To my knowledge, there is no legal and regulatory framework for data protection in the Comoros. As for the Seychelles, the 2003 Data Protection Act inspired by the British law of 1984 (long since abolished), has not yet come into force.
In Madagascar, the personal data protection law dates from 2014 and is largely inspired by European Directive 95/46/EC, and the advice of member countries of the Francophone Association of Personal Data Protection Authorities (AFAPDP). One of the particularities of the Malagasy law is that it does not provide for any notification procedure in case of personal data breach. It should also be noted that the supervisory authority is the Malagasy Commission for Information Technology and Civil Liberties, but in 2020 this has not yet been established.
In Mauritius, the old Data Protection Act of 2004 was abolished, and replaced in 2018 by a law largely inspired by GDPR. Like GDPR, it advocates the 8 golden rules of personal data protection, the principle of “Privacy by Design”, strengthens the rights of data subjects over their personal data as well as the power of the supervisory authority. Several Mauritian companies with international operations, in particular in Europe, have reviewed their data protection policy, the level of their IT security, their contractual relations with their subcontractors, their internal procedures and their governance framework. To date, there is no Mauritian case law on the subject, nor have there been any significant sanctions from the supervisory authority.

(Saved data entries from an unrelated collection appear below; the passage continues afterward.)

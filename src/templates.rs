//! Node type templates - data-driven socket layout descriptors
//!
//! All node creation goes through a template lookup: interactive creation,
//! document loading and scripting all resolve a type name to the same
//! structural descriptor. The registry is an explicitly constructed value
//! passed to whoever needs it, so tests can build a fresh one instead of
//! resetting process-wide state.

use std::collections::{HashMap, HashSet};

/// Structural descriptor for a node type: how many input and output sockets
/// a node of this type carries. Socket counts are fixed at creation time.
#[derive(Debug, Clone, PartialEq, Eq)]
pub struct NodeTemplate {
    pub node_type: String,
    pub inputs: usize,
    pub outputs: usize,
}

impl NodeTemplate {
    /// Creates a new template descriptor
    pub fn new(node_type: impl Into<String>, inputs: usize, outputs: usize) -> Self {
        Self {
            node_type: node_type.into(),
            inputs,
            outputs,
        }
    }
}

/// Registry of known node types.
///
/// Ships with the built-in types and accepts runtime registrations from
/// scripting or plugins. Built-in types cannot be unregistered.
#[derive(Debug, Clone)]
pub struct TemplateRegistry {
    templates: HashMap<String, NodeTemplate>,
    builtin: HashSet<String>,
}

impl TemplateRegistry {
    /// Creates an empty registry with no types at all
    pub fn empty() -> Self {
        Self {
            templates: HashMap::new(),
            builtin: HashSet::new(),
        }
    }

    /// Creates a registry pre-populated with the built-in node types
    pub fn with_builtins() -> Self {
        let mut registry = Self::empty();
        for template in [
            NodeTemplate::new("SOURCE", 0, 1),
            NodeTemplate::new("SINK", 1, 0),
            NodeTemplate::new("SPLIT", 1, 2),
            NodeTemplate::new("MERGE", 2, 1),
            NodeTemplate::new("TRANSFORM", 1, 1),
        ] {
            registry.builtin.insert(template.node_type.clone());
            registry.templates.insert(template.node_type.clone(), template);
        }
        registry
    }

    /// Looks up the template for a node type
    pub fn get(&self, node_type: &str) -> Option<&NodeTemplate> {
        self.templates.get(node_type)
    }

    /// Checks whether a node type is registered
    pub fn has_type(&self, node_type: &str) -> bool {
        self.templates.contains_key(node_type)
    }

    /// Registers a node type, replacing any previous registration with the
    /// same name. Registering over a built-in shadows its descriptor but the
    /// type remains protected from removal.
    pub fn register(&mut self, template: NodeTemplate) {
        log::debug!("template registered: {}", template.node_type);
        self.templates.insert(template.node_type.clone(), template);
    }

    /// Removes a registered node type. Built-in types cannot be removed.
    ///
    /// Returns true if the type was removed.
    pub fn unregister(&mut self, node_type: &str) -> bool {
        if self.builtin.contains(node_type) {
            log::warn!("refusing to unregister built-in node type: {}", node_type);
            return false;
        }
        self.templates.remove(node_type).is_some()
    }

    /// Drops every runtime registration, restoring the built-in set.
    /// Useful for plugin reload scenarios.
    pub fn clear_registered(&mut self) {
        let builtin = &self.builtin;
        self.templates.retain(|name, _| builtin.contains(name));
    }

    /// All known type names, sorted for stable presentation
    pub fn available_types(&self) -> Vec<String> {
        let mut types: Vec<String> = self.templates.keys().cloned().collect();
        types.sort();
        types
    }

    /// Number of registered types
    pub fn len(&self) -> usize {
        self.templates.len()
    }

    /// True when no types are registered
    pub fn is_empty(&self) -> bool {
        self.templates.is_empty()
    }
}

impl Default for TemplateRegistry {
    fn default() -> Self {
        Self::with_builtins()
    }
}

As Réunion Island and Mayotte are part of France, GDPR applies: compliance with legal obligations is mandatory, sanctions in case of non-compliance are applicable, the supervisory authority is the CNIL. As a result, companies in Réunion Island have had to devote the necessary means and resources to set up and appoint their personal data protection officer. Almost 4 years after the entry into force of GDPR, it would be interesting to draw up an assessment.
As a French company, DPO Consulting has its place in the Indian Ocean, particularly in Réunion Island where companies are subject to GDPR.
DPO Consulting can also have a certain competitive advantage in Mauritius because of its expertise in the field since its creation. Mauritius being a country resolutely turned towards the international which aligned its legislation in data protection on GDPR. DPO Consulting can therefore offer its expertise in the field, on the one hand to economic operators and Mauritian conglomerates for their operations in Mauritius and internationally, on the other hand to organizations that use Mauritius as an investment platform to Africa.
Investment opportunities are multiplying rapidly across the African continent. Organizations wishing to establish themselves in Africa need to be aware of the legal and regulatory framework relating to data protection, which differs from country to country. Lack of knowledge of, or compliance with, the data protection laws of a particular African country may hinder the operations of multinational organizations. For example, South Africa’s data protection law contains restrictions on the transfer of personal data across its borders. The same is true in Ghana, Ivory Coast or Burkina Faso. So I think DPO Consulting has a future not only in the Vanilla Islands but also on the African continent.